Operations of the Family Courts - Justice Committee Contents

Supplementary evidence from the Ministry of Justice and the Department for Education following the evidence session on 26 April 2011 (FC 74)

In oral evidence Mr Loughton told the Comittee that:

"...certainly the number of children in care about whom the courts have then upheld that was the right decision would suggest that perhaps more children should have come into the care system pre-Baby Peter than actually did."(Q323)

Could the Department confirm which figures the Minister is referring to?

Prior to Baby P, in roughly 9 out of 10 cases, the courts made an order (ie to take the child into care, adoption, or place with a relative etc).

The Ministry of Justice has no evidence to suggest that the proportion of orders made has decreased in the post Baby P cases (and the Cafcass study backs this up).

This generally indicates that local authorities were therefore right to bring these applications to court, but that perhaps there were cases pre-Baby P which should have come to court but didn't.
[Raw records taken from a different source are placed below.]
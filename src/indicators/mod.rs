// =============================================================================
// Technical Indicators Module
// =============================================================================
//
// Pure, side-effect-free implementations of the indicators used by the signal
// generator and the historical report.  Every indicator returns a `Series`
// aligned 1:1 with its input: positions before the warm-up window is filled
// are `None`, never zero.  Inputs that can never fill the window are rejected
// with `IndicatorError::InsufficientData` instead of yielding an all-`None`
// series.

pub mod adx;
pub mod ema;
pub mod mfi;
pub mod roc;
pub mod rsi;
pub mod vwap;

use thiserror::Error;

use crate::market_data::Bar;

/// Indicator output, one slot per input point (index 0 = oldest).
pub type Series = Vec<Option<f64>>;

/// Errors produced by the indicator engine.
#[derive(Debug, Clone, PartialEq, Error)]
pub enum IndicatorError {
    #[error("{indicator}: period must be at least 1, got {period}")]
    InvalidPeriod {
        indicator: &'static str,
        period: usize,
    },

    #[error("{indicator}: insufficient data, need at least {required} points, got {available}")]
    InsufficientData {
        indicator: &'static str,
        required: usize,
        available: usize,
    },

    #[error("{indicator}: invalid parameter: {message}")]
    InvalidParameter {
        indicator: &'static str,
        message: String,
    },
}

pub type Result<T> = std::result::Result<T, IndicatorError>;

// =============================================================================
// Shared helpers
// =============================================================================

/// Typical price `(high + low + close) / 3`.
pub fn typical_price(bar: &Bar) -> f64 {
    (bar.high + bar.low + bar.close) / 3.0
}

/// Most recent defined value of a series.
pub fn last_value(series: &[Option<f64>]) -> Option<f64> {
    series.last().copied().flatten()
}

pub(crate) fn check_period(indicator: &'static str, period: usize) -> Result<()> {
    if period == 0 {
        return Err(IndicatorError::InvalidPeriod { indicator, period });
    }
    Ok(())
}

pub(crate) fn check_len(indicator: &'static str, required: usize, available: usize) -> Result<()> {
    if available < required {
        return Err(IndicatorError::InsufficientData {
            indicator,
            required,
            available,
        });
    }
    Ok(())
}

/// Sum over a trailing window of `window` values.
///
/// `values[..offset]` are placeholders with no real data behind them, so the
/// first defined output is at `offset + window - 1`.
pub(crate) fn rolling_sum(values: &[f64], window: usize, offset: usize) -> Series {
    let mut out = vec![None; values.len()];
    if window == 0 {
        return out;
    }
    for i in (offset + window - 1)..values.len() {
        out[i] = Some(values[i + 1 - window..=i].iter().sum());
    }
    out
}

/// Mean over a trailing window; see [`rolling_sum`] for `offset`.
pub(crate) fn rolling_mean(values: &[f64], window: usize, offset: usize) -> Series {
    let w = window as f64;
    rolling_sum(values, window, offset)
        .into_iter()
        .map(|v| v.map(|s| s / w))
        .collect()
}

/// `100 - 100 / (1 + ratio)`, saturating at 100 when the denominator of the
/// ratio is zero.  Shared by RSI and MFI.
pub(crate) fn saturating_oscillator(numerator: f64, denominator: f64) -> f64 {
    if denominator == 0.0 {
        return 100.0;
    }
    let ratio = numerator / denominator;
    100.0 - 100.0 / (1.0 + ratio)
}
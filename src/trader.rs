// =============================================================================
// Trader: single-position state machine
// =============================================================================
//
//   Flat  --signal-->  InPosition(side)
//
// On the first signal while flat, one market order of fixed quantity is placed
// and the trader enters the position.  There is no transition back to Flat:
// the bot takes at most one trade per session and exits are left to the
// broker's intraday square-off.
// =============================================================================

use std::sync::Arc;

use anyhow::Result;
use serde::{Deserialize, Serialize};
use tracing::{debug, info};

use crate::broker::{Broker, OrderConfirmation, OrderRequest};
use crate::market_data::Bar;
use crate::risk::{sl_tp, Brackets, RiskParams};
use crate::strategy::{generate_signal, SignalParams};
use crate::types::Side;

#[derive(Debug, Clone, Copy, PartialEq, Eq, Serialize, Deserialize)]
pub enum TraderState {
    Flat,
    InPosition(Side),
}

/// What happened when a position was entered.
#[derive(Debug, Clone, PartialEq, Serialize, Deserialize)]
pub struct EntryRecord {
    pub side: Side,
    pub entry_price: f64,
    pub quantity: u32,
    pub brackets: Brackets,
    pub confirmation: OrderConfirmation,
}

/// Static settings the trader is constructed with.
#[derive(Debug, Clone)]
pub struct TraderSettings {
    pub symbol: String,
    pub instrument_key: String,
    pub quantity: u32,
    pub signal: SignalParams,
    pub risk: RiskParams,
}

pub struct Trader {
    broker: Arc<dyn Broker>,
    settings: TraderSettings,
    state: TraderState,
}

impl Trader {
    pub fn new(broker: Arc<dyn Broker>, settings: TraderSettings) -> Self {
        Self {
            broker,
            settings,
            state: TraderState::Flat,
        }
    }

    pub fn state(&self) -> TraderState {
        self.state
    }

    /// Evaluate the latest bar window and enter a position if warranted.
    ///
    /// Returns the entry when an order was placed.  Indicator and broker
    /// errors are propagated; a failed order leaves the trader flat.
    pub async fn on_new_candle(&mut self, bars: &[Bar]) -> Result<Option<EntryRecord>> {
        let signal = generate_signal(bars, &self.settings.signal)?;

        let side = match (signal, self.state) {
            (Some(side), TraderState::Flat) => side,
            (Some(side), TraderState::InPosition(held)) => {
                debug!(signal = %side, held = %held, "signal ignored, already in position");
                return Ok(None);
            }
            (None, _) => return Ok(None),
        };

        let entry_price = match bars.last() {
            Some(bar) => bar.close,
            None => return Ok(None),
        };
        let brackets = sl_tp(entry_price, side, &self.settings.risk);

        let request = OrderRequest::market(
            self.settings.symbol.clone(),
            self.settings.instrument_key.clone(),
            side,
            self.settings.quantity,
        );
        let confirmation = self.broker.place_order(&request).await?;

        self.state = TraderState::InPosition(side);

        info!(
            symbol = %self.settings.symbol,
            side = %side,
            entry_price,
            stop_loss = brackets.stop_loss,
            take_profit = brackets.take_profit,
            quantity = self.settings.quantity,
            order_id = %confirmation.order_id,
            "{side} @ {entry_price} SL:{:.2} TP:{:.2}",
            brackets.stop_loss,
            brackets.take_profit,
        );

        Ok(Some(EntryRecord {
            side,
            entry_price,
            quantity: self.settings.quantity,
            brackets,
            confirmation,
        }))
    }
}

impl std::fmt::Debug for Trader {
    fn fmt(&self, f: &mut std::fmt::Formatter<'_>) -> std::fmt::Result {
        f.debug_struct("Trader")
            .field("broker", &"<dyn Broker>")
            .field("settings", &self.settings)
            .field("state", &self.state)
            .finish()
    }
}
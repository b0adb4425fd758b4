// =============================================================================
// Volume Weighted Average Price (VWAP)
// =============================================================================
//
//   tp_t   = (high_t + low_t + close_t) / 3
//   VWAP_t = sum(tp * volume)[0..=t] / sum(volume)[0..=t]
//
// `vwap` accumulates from the first bar it is given: callers wanting a daily
// VWAP either pass one session of bars or use `session_vwap`, which restarts
// the accumulation whenever the UTC calendar date changes.
// =============================================================================

use chrono::NaiveDate;

use super::{check_len, typical_price, Result, Series};
use crate::market_data::Bar;

const NAME: &str = "vwap";

/// Cumulative VWAP over the whole slice.
///
/// Positions where no volume has traded yet are `None`.
pub fn vwap(bars: &[Bar]) -> Result<Series> {
    accumulate(bars, |_| false)
}

/// VWAP that resets at the first bar of every UTC day.
pub fn session_vwap(bars: &[Bar]) -> Result<Series> {
    let mut session: Option<NaiveDate> = None;
    accumulate(bars, move |bar| {
        let day = bar.timestamp.date_naive();
        let new_session = session.is_some_and(|d| d != day);
        session = Some(day);
        new_session
    })
}

fn accumulate(bars: &[Bar], mut resets: impl FnMut(&Bar) -> bool) -> Result<Series> {
    check_len(NAME, 1, bars.len())?;

    let mut out = Vec::with_capacity(bars.len());
    let mut cum_pv = 0.0;
    let mut cum_vol = 0.0;

    for bar in bars {
        if resets(bar) {
            cum_pv = 0.0;
            cum_vol = 0.0;
        }
        cum_pv += typical_price(bar) * bar.volume;
        cum_vol += bar.volume;

        out.push(if cum_vol > 0.0 {
            Some(cum_pv / cum_vol)
        } else {
            None
        });
    }
    Ok(out)
}
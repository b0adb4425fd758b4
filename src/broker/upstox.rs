// =============================================================================
// Upstox REST order adapter: bearer-token authenticated
// =============================================================================
//
// Only the order-placement call is implemented.  The access token is never
// logged or serialised.
// =============================================================================

use anyhow::{Context, Result};
use async_trait::async_trait;
use reqwest::header::{HeaderMap, HeaderValue, ACCEPT, AUTHORIZATION};
use tracing::{debug, instrument};

use super::{Broker, OrderConfirmation, OrderRequest};

/// Live broker client for the Upstox v2 REST API.
#[derive(Clone)]
pub struct UpstoxBroker {
    base_url: String,
    client: reqwest::Client,
}

impl UpstoxBroker {
    /// Create a client for `base_url` (e.g. `https://api.upstox.com/v2`).
    pub fn new(base_url: impl Into<String>, access_token: &str) -> Result<Self> {
        let mut headers = HeaderMap::new();
        let mut auth = HeaderValue::from_str(&format!("Bearer {access_token}"))
            .context("access token contains invalid header characters")?;
        auth.set_sensitive(true);
        headers.insert(AUTHORIZATION, auth);
        headers.insert(ACCEPT, HeaderValue::from_static("application/json"));

        let client = reqwest::Client::builder()
            .default_headers(headers)
            .timeout(std::time::Duration::from_secs(10))
            .build()
            .context("failed to build reqwest client")?;

        let base_url = base_url.into().trim_end_matches('/').to_string();
        debug!(base_url = %base_url, "UpstoxBroker initialised");

        Ok(Self { base_url, client })
    }
}

#[async_trait]
impl Broker for UpstoxBroker {
    /// POST /order/place
    #[instrument(skip(self, request), fields(symbol = %request.symbol, side = %request.side), name = "upstox::place_order")]
    async fn place_order(&self, request: &OrderRequest) -> Result<OrderConfirmation> {
        let url = format!("{}/order/place", self.base_url);

        let resp = self
            .client
            .post(&url)
            .json(&order_body(request))
            .send()
            .await
            .context("POST /order/place request failed")?;

        let status = resp.status();
        let body: serde_json::Value = resp
            .json()
            .await
            .context("failed to parse order response")?;

        let confirmation = parse_order_response(status.as_u16(), &body)?;
        debug!(order_id = %confirmation.order_id, "order placed successfully");
        Ok(confirmation)
    }
}

/// JSON body for a place-order request.
fn order_body(request: &OrderRequest) -> serde_json::Value {
    serde_json::json!({
        "quantity": request.quantity,
        "product": request.product,
        "validity": request.validity,
        "price": 0,
        "tag": "vwap-scalper",
        "instrument_token": request.instrument_key,
        "order_type": request.order_type,
        "transaction_type": request.side,
        "disclosed_quantity": 0,
        "trigger_price": 0,
        "is_amo": false,
    })
}

/// Expected success shape: `{ "status": "success", "data": { "order_id": "..." } }`.
fn parse_order_response(status: u16, body: &serde_json::Value) -> Result<OrderConfirmation> {
    let ok = (200..300).contains(&status) && body["status"].as_str() == Some("success");
    if !ok {
        let message = body["errors"]
            .as_array()
            .and_then(|errs| errs.first())
            .and_then(|e| e["message"].as_str())
            .unwrap_or("unknown error");
        anyhow::bail!("Upstox POST /order/place returned {status}: {message}");
    }

    let order_id = body["data"]["order_id"]
        .as_str()
        .context("order response missing data.order_id")?
        .to_string();

    Ok(OrderConfirmation {
        order_id,
        simulated: false,
    })
}

impl std::fmt::Debug for UpstoxBroker {
    fn fmt(&self, f: &mut std::fmt::Formatter<'_>) -> std::fmt::Result {
        f.debug_struct("UpstoxBroker")
            .field("access_token", &"<redacted>")
            .field("base_url", &self.base_url)
            .finish()
    }
}

#[cfg(test)]
mod tests {
    use serde_json::json;

    use super::*;
    use crate::types::Side;

    #[test]
    fn body_carries_fixed_flags() {
        let req = OrderRequest::market("RELIANCE", "NSE_EQ|INE002A01018", Side::Buy, 10);
        let body = order_body(&req);
        assert_eq!(body["transaction_type"], "BUY");
        assert_eq!(body["order_type"], "MARKET");
        assert_eq!(body["product"], "I");
        assert_eq!(body["validity"], "DAY");
        assert_eq!(body["quantity"], 10);
        assert_eq!(body["instrument_token"], "NSE_EQ|INE002A01018");
    }

    #[test]
    fn parses_success() {
        let body = json!({ "status": "success", "data": { "order_id": "240301000012345" } });
        let conf = parse_order_response(200, &body).unwrap();
        assert_eq!(conf.order_id, "240301000012345");
        assert!(!conf.simulated);
    }

    #[test]
    fn surfaces_broker_rejection() {
        let body = json!({
            "status": "error",
            "errors": [{ "errorCode": "UDAPI100050", "message": "Invalid token used to access API" }]
        });
        let err = parse_order_response(401, &body).unwrap_err();
        assert_eq!(
            err.to_string(),
            "Upstox POST /order/place returned 401: Invalid token used to access API"
        );
    }

    #[test]
    fn success_without_order_id_is_error() {
        let body = json!({ "status": "success", "data": {} });
        assert!(parse_order_response(200, &body).is_err());
    }

    #[test]
    fn debug_redacts_token() {
        let broker = UpstoxBroker::new("https://api.upstox.com/v2/", "secret-token").unwrap();
        let dbg = format!("{broker:?}");
        assert!(!dbg.contains("secret-token"));
        assert!(dbg.contains("https://api.upstox.com/v2\""));
    }
}
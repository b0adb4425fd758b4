// =============================================================================
// Risk: fixed-percentage stop-loss / take-profit brackets
// =============================================================================
//
// Levels are computed at entry and reported with the fill.  No exit orders
// are placed from them.
// =============================================================================

use serde::{Deserialize, Serialize};

use crate::types::Side;

fn default_stop_loss_pct() -> f64 {
    0.5
}

fn default_take_profit_pct() -> f64 {
    1.0
}

#[derive(Debug, Clone, Serialize, Deserialize)]
pub struct RiskParams {
    /// Stop distance as a percentage of entry price.
    #[serde(default = "default_stop_loss_pct")]
    pub stop_loss_pct: f64,

    /// Target distance as a percentage of entry price.
    #[serde(default = "default_take_profit_pct")]
    pub take_profit_pct: f64,
}

impl Default for RiskParams {
    fn default() -> Self {
        Self {
            stop_loss_pct: default_stop_loss_pct(),
            take_profit_pct: default_take_profit_pct(),
        }
    }
}

#[derive(Debug, Clone, Copy, PartialEq, Serialize, Deserialize)]
pub struct Brackets {
    pub stop_loss: f64,
    pub take_profit: f64,
}

/// Stop-loss and take-profit for an entry at `entry` on `side`.
///
/// Longs stop below and target above the entry; shorts mirror that.
pub fn sl_tp(entry: f64, side: Side, params: &RiskParams) -> Brackets {
    let sl_dist = entry * params.stop_loss_pct / 100.0;
    let tp_dist = entry * params.take_profit_pct / 100.0;

    match side {
        Side::Buy => Brackets {
            stop_loss: entry - sl_dist,
            take_profit: entry + tp_dist,
        },
        Side::Sell => Brackets {
            stop_loss: entry + sl_dist,
            take_profit: entry - tp_dist,
        },
    }
}

#[cfg(test)]
mod tests {
    use super::*;

    #[test]
    fn long_brackets() {
        let b = sl_tp(200.0, Side::Buy, &RiskParams::default());
        assert!((b.stop_loss - 199.0).abs() < 1e-9);
        assert!((b.take_profit - 202.0).abs() < 1e-9);
    }

    #[test]
    fn short_brackets_mirror_long() {
        let params = RiskParams {
            stop_loss_pct: 0.25,
            take_profit_pct: 0.75,
        };
        let b = sl_tp(400.0, Side::Sell, &params);
        assert!((b.stop_loss - 401.0).abs() < 1e-9);
        assert!((b.take_profit - 397.0).abs() < 1e-9);
    }
}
The Review of Child Care Proceedings System in England and Wales (2006) found that in relation to section 31 child care proceedings "in 7% of cases applications are withdrawn, no order is made, or an order of 'no order' is made". Therefore, roughly speaking, the court will support around 90% of applications made to it. With the costs of court proceedings, including staff resources, it would clearly not make sense for the Local Authority (LA) to take forward proceedings unless they felt it was correct to do so (as part of their statutory duty towards children) if an alternative solution could be found allowing a child to stay with its parents. In addition the LA will then face the costs of supporting the child in relation to the order made eg taken into LA care accommodation, so again it is not in the interests of the LA to take children to court unnecessarily.